<<<<
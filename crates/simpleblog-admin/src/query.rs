//! Query compilation
//!
//! Turns list parameters into sea-query statements rendered per backend,
//! values inlined. Filter predicates are typed by the target column: booleans
//! compare by equality, date-like columns take `__$gte`/`__$lte` range
//! bounds, text columns match case-insensitively, everything else is
//! equality. Unknown filter keys are skipped, never errors.

use crate::registry::{EXACT_PREFIX, PK_FIELD};
use crate::schema::ModelSchema;
use crate::types::DataType;
use sea_query::{
	Alias, Condition, Expr, ExprTrait, Func, Order, PostgresQueryBuilder, QueryStatementWriter,
	SqliteQueryBuilder,
};
use simpleblog_db::SqlBackend;
use std::collections::BTreeMap;

/// Fixed page size for every list view.
pub const PAGE_SIZE: u64 = 100;

/// Range-bound filter key suffixes.
pub const GTE_SUFFIX: &str = "__$gte";
pub const LTE_SUFFIX: &str = "__$lte";

/// Parsed list parameters.
#[derive(Debug, Clone, Default)]
pub struct ListQuery {
	/// Zero-based page number.
	pub page: u64,
	pub filters: BTreeMap<String, serde_json::Value>,
	pub search_term: Option<String>,
	/// Signed 1-based index into the display fields; 0 or absent means
	/// natural order.
	pub ordering: Option<i64>,
}

/// Render a finished statement into SQL for the executor's backend.
pub fn render<S: QueryStatementWriter>(stmt: &S, backend: SqlBackend) -> String {
	match backend {
		SqlBackend::Postgres => stmt.to_string(PostgresQueryBuilder),
		SqlBackend::Sqlite => stmt.to_string(SqliteQueryBuilder),
	}
}

/// Convert a JSON scalar to an inlined SQL value.
pub fn json_to_sea_value(value: &serde_json::Value) -> sea_query::Value {
	match value {
		serde_json::Value::String(s) => s.clone().into(),
		serde_json::Value::Bool(b) => (*b).into(),
		serde_json::Value::Number(n) => {
			if let Some(i) = n.as_i64() {
				i.into()
			} else {
				n.as_f64().unwrap_or(0.0).into()
			}
		}
		serde_json::Value::Null => sea_query::Value::Int(None),
		other => other.to_string().into(),
	}
}

fn truthy(value: &serde_json::Value) -> bool {
	match value {
		serde_json::Value::Bool(b) => *b,
		serde_json::Value::String(s) => matches!(s.as_str(), "true" | "1" | "on"),
		serde_json::Value::Number(n) => n.as_i64() == Some(1),
		_ => false,
	}
}

fn ci_like(column: &str, term: &str) -> sea_query::SimpleExpr {
	Func::lower(Expr::col(Alias::new(column)))
		.like(format!("%{}%", term.to_lowercase()))
}

/// AND-combined condition from the filter map.
pub fn filter_condition(
	schema: &ModelSchema,
	filters: &BTreeMap<String, serde_json::Value>,
) -> Condition {
	let mut condition = Condition::all();
	for (key, value) in filters {
		if value.is_null() {
			continue;
		}
		if let Some(field_name) = key.strip_suffix(GTE_SUFFIX) {
			if schema.fields.iter().any(|f| f.column_name == field_name) {
				condition = condition
					.add(Expr::col(Alias::new(field_name)).gte(json_to_sea_value(value)));
			}
			continue;
		}
		if let Some(field_name) = key.strip_suffix(LTE_SUFFIX) {
			if schema.fields.iter().any(|f| f.column_name == field_name) {
				condition = condition
					.add(Expr::col(Alias::new(field_name)).lte(json_to_sea_value(value)));
			}
			continue;
		}
		let Some(field) = schema.fields.iter().find(|f| f.column_name == *key) else {
			continue;
		};
		let col = Expr::col(Alias::new(key.as_str()));
		let expr = match field.data_type {
			DataType::Boolean => col.eq(truthy(value)),
			dt if dt.is_text_like() => match value.as_str() {
				Some(s) => ci_like(key, s),
				None => col.eq(json_to_sea_value(value)),
			},
			_ => col.eq(json_to_sea_value(value)),
		};
		condition = condition.add(expr);
	}
	condition
}

/// OR-combined search condition across the declared search fields.
/// `#`-prefixed fields match exactly; the rest match by substring.
pub fn search_condition(
	schema: &ModelSchema,
	search_fields: &[String],
	term: &str,
) -> Option<Condition> {
	let term = term.trim();
	if term.is_empty() || search_fields.is_empty() {
		return None;
	}
	let mut condition = Condition::any();
	for field in search_fields {
		if let Some(name) = field.strip_prefix(EXACT_PREFIX) {
			let name = if name == PK_FIELD {
				schema.primary_key_field.as_str()
			} else {
				name
			};
			let value: sea_query::Value = match term.parse::<i64>() {
				Ok(i) => i.into(),
				Err(_) => term.to_string().into(),
			};
			condition = condition.add(Expr::col(Alias::new(name)).eq(value));
		} else {
			condition = condition.add(ci_like(field, term));
		}
	}
	Some(condition)
}

/// Resolve a signed 1-based ordering index into a column and direction.
/// Returns `None` for 0, absent, or out-of-range indexes (natural order).
pub fn ordering_column(
	schema: &ModelSchema,
	list_display_fields: &[String],
	ordering: Option<i64>,
) -> Option<(String, Order)> {
	let index = ordering?;
	if index == 0 {
		return None;
	}
	let direction = if index > 0 { Order::Asc } else { Order::Desc };
	let position = usize::try_from(index.unsigned_abs()).ok()?.checked_sub(1)?;
	let field = list_display_fields.get(position)?;
	let column = if field == PK_FIELD {
		schema.primary_key_field.clone()
	} else {
		field.clone()
	};
	Some((column, direction))
}

#[cfg(test)]
mod tests {
	use super::*;
	use crate::schema::{ColumnMeta, NativeType, SchemaCatalog, TableSchema};
	use sea_query::{Asterisk, Query};

	fn post_schema() -> ModelSchema {
		SchemaCatalog::builder()
			.table(
				TableSchema::new("posts", "id")
					.column(ColumnMeta::new("id", NativeType::Integer))
					.column(ColumnMeta::new("title", NativeType::VarChar(255)))
					.column(ColumnMeta::new("published", NativeType::Boolean))
					.column(ColumnMeta::new("created_at", NativeType::TimestampTz)),
			)
			.build()
			.describe("posts")
			.unwrap()
	}

	fn render_where(condition: Condition) -> String {
		let stmt = Query::select()
			.column(Asterisk)
			.from(Alias::new("posts"))
			.cond_where(condition)
			.to_owned();
		render(&stmt, SqlBackend::Sqlite)
	}

	#[test]
	fn test_text_filter_is_case_insensitive_substring() {
		let mut filters = BTreeMap::new();
		filters.insert("title".to_string(), serde_json::json!("Rust"));
		let sql = render_where(filter_condition(&post_schema(), &filters));
		assert!(sql.contains("LOWER(\"title\") LIKE '%rust%'"), "{sql}");
	}

	#[test]
	fn test_boolean_filter_is_equality() {
		let mut filters = BTreeMap::new();
		filters.insert("published".to_string(), serde_json::json!("true"));
		let sql = render_where(filter_condition(&post_schema(), &filters));
		assert!(sql.contains("\"published\" = TRUE"), "{sql}");
	}

	#[test]
	fn test_range_suffixes_become_bounds() {
		let mut filters = BTreeMap::new();
		filters.insert("created_at__$gte".to_string(), serde_json::json!("2024-01-01"));
		filters.insert("created_at__$lte".to_string(), serde_json::json!("2024-12-31"));
		let sql = render_where(filter_condition(&post_schema(), &filters));
		assert!(sql.contains("\"created_at\" >= '2024-01-01'"), "{sql}");
		assert!(sql.contains("\"created_at\" <= '2024-12-31'"), "{sql}");
	}

	#[test]
	fn test_unknown_filter_key_is_skipped() {
		let mut filters = BTreeMap::new();
		filters.insert("no_such_column".to_string(), serde_json::json!("x"));
		let sql = render_where(filter_condition(&post_schema(), &filters));
		assert!(!sql.contains("no_such_column"), "{sql}");
	}

	#[test]
	fn test_search_mixes_exact_and_substring() {
		let fields = vec!["#id".to_string(), "title".to_string()];
		let condition = search_condition(&post_schema(), &fields, "42").unwrap();
		let sql = render_where(condition);
		assert!(sql.contains("\"id\" = 42"), "{sql}");
		assert!(sql.contains("LOWER(\"title\") LIKE '%42%'"), "{sql}");
	}

	#[test]
	fn test_empty_search_term_yields_no_condition() {
		let fields = vec!["title".to_string()];
		assert!(search_condition(&post_schema(), &fields, "  ").is_none());
	}

	#[test]
	fn test_ordering_sign_selects_direction() {
		let fields = vec!["pk".to_string(), "title".to_string()];
		let schema = post_schema();
		assert_eq!(
			ordering_column(&schema, &fields, Some(2)),
			Some(("title".to_string(), Order::Asc))
		);
		assert_eq!(
			ordering_column(&schema, &fields, Some(-2)),
			Some(("title".to_string(), Order::Desc))
		);
		assert_eq!(
			ordering_column(&schema, &fields, Some(1)),
			Some(("id".to_string(), Order::Asc))
		);
		assert_eq!(ordering_column(&schema, &fields, Some(0)), None);
		assert_eq!(ordering_column(&schema, &fields, Some(9)), None);
	}
}
//! PostgreSQL executor
//!
//! Decodes each column by its PG type name into JSON. Timestamps go out as
//! RFC 3339 strings, NUMERIC through [`rust_decimal`], and one-dimensional
//! text-like arrays as JSON arrays of strings.

use crate::{DbError, DbResult, JsonRow, QueryExecutor, SqlBackend};
use async_trait::async_trait;
use chrono::{DateTime, NaiveDate, NaiveDateTime, Utc};
use rust_decimal::Decimal;
use sqlx::postgres::{PgPool, PgPoolOptions, PgRow};
use sqlx::{Column, Row, TypeInfo};
use uuid::Uuid;

/// [`QueryExecutor`] over a sqlx PostgreSQL pool.
#[derive(Clone)]
pub struct PgExecutor {
	pool: PgPool,
}

impl PgExecutor {
	/// Connect to a PostgreSQL database URL.
	pub async fn connect(url: &str) -> DbResult<Self> {
		let pool = PgPoolOptions::new()
			.max_connections(5)
			.connect(url)
			.await
			.map_err(|e| DbError::Connect(e.to_string()))?;
		Ok(Self { pool })
	}

	/// Wrap an existing pool.
	pub fn from_pool(pool: PgPool) -> Self {
		Self { pool }
	}

	pub fn pool(&self) -> &PgPool {
		&self.pool
	}
}

fn row_to_json(row: &PgRow) -> DbResult<JsonRow> {
	let mut out = JsonRow::new();
	for column in row.columns() {
		let idx = column.ordinal();
		let value = decode_column(row, idx, column.type_info().name()).map_err(|e| {
			DbError::Decode {
				column: column.name().to_string(),
				message: e.to_string(),
			}
		})?;
		out.insert(column.name().to_string(), value);
	}
	Ok(out)
}

fn decode_column(
	row: &PgRow,
	idx: usize,
	type_name: &str,
) -> Result<serde_json::Value, sqlx::Error> {
	let value = match type_name {
		"INT2" => row
			.try_get::<Option<i16>, _>(idx)?
			.map(serde_json::Value::from),
		"INT4" => row
			.try_get::<Option<i32>, _>(idx)?
			.map(serde_json::Value::from),
		"INT8" => row
			.try_get::<Option<i64>, _>(idx)?
			.map(serde_json::Value::from),
		"FLOAT4" => row
			.try_get::<Option<f32>, _>(idx)?
			.map(serde_json::Value::from),
		"FLOAT8" => row
			.try_get::<Option<f64>, _>(idx)?
			.map(serde_json::Value::from),
		"BOOL" => row
			.try_get::<Option<bool>, _>(idx)?
			.map(serde_json::Value::from),
		"UUID" => row
			.try_get::<Option<Uuid>, _>(idx)?
			.map(|u| serde_json::Value::from(u.to_string())),
		"NUMERIC" => row
			.try_get::<Option<Decimal>, _>(idx)?
			.map(|d| serde_json::Value::from(d.to_string())),
		"TIMESTAMPTZ" => row
			.try_get::<Option<DateTime<Utc>>, _>(idx)?
			.map(|t| serde_json::Value::from(t.to_rfc3339())),
		"TIMESTAMP" => row
			.try_get::<Option<NaiveDateTime>, _>(idx)?
			.map(|t| serde_json::Value::from(t.and_utc().to_rfc3339())),
		"DATE" => row
			.try_get::<Option<NaiveDate>, _>(idx)?
			.map(|d| serde_json::Value::from(d.to_string())),
		"JSON" | "JSONB" => row.try_get::<Option<serde_json::Value>, _>(idx)?,
		name if name.ends_with("[]") => row
			.try_get::<Option<Vec<String>>, _>(idx)?
			.map(|v| serde_json::Value::from(v)),
		// TEXT, VARCHAR, CHAR, NAME, user-defined enum types.
		_ => row
			.try_get::<Option<String>, _>(idx)?
			.map(serde_json::Value::from),
	};
	Ok(value.unwrap_or(serde_json::Value::Null))
}

#[async_trait]
impl QueryExecutor for PgExecutor {
	fn backend(&self) -> SqlBackend {
		SqlBackend::Postgres
	}

	async fn fetch_all(&self, sql: &str) -> DbResult<Vec<JsonRow>> {
		tracing::trace!(sql, "postgres fetch_all");
		let rows = sqlx::query(sql)
			.fetch_all(&self.pool)
			.await
			.map_err(|e| DbError::Query(e.to_string()))?;
		rows.iter().map(row_to_json).collect()
	}

	async fn fetch_optional(&self, sql: &str) -> DbResult<Option<JsonRow>> {
		tracing::trace!(sql, "postgres fetch_optional");
		let row = sqlx::query(sql)
			.fetch_optional(&self.pool)
			.await
			.map_err(|e| DbError::Query(e.to_string()))?;
		row.as_ref().map(row_to_json).transpose()
	}

	async fn execute(&self, sql: &str) -> DbResult<u64> {
		tracing::trace!(sql, "postgres execute");
		let result = sqlx::query(sql)
			.execute(&self.pool)
			.await
			.map_err(|e| DbError::Query(e.to_string()))?;
		Ok(result.rows_affected())
	}
}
>>>>
Your answer must consist of every line in the listing that contains "PostgresQueryBuilder".

	Alias, Condition, Expr, ExprTrait, Func, Order, PostgresQueryBuilder, QueryStatementWriter,
		SqlBackend::Postgres => stmt.to_string(PostgresQueryBuilder),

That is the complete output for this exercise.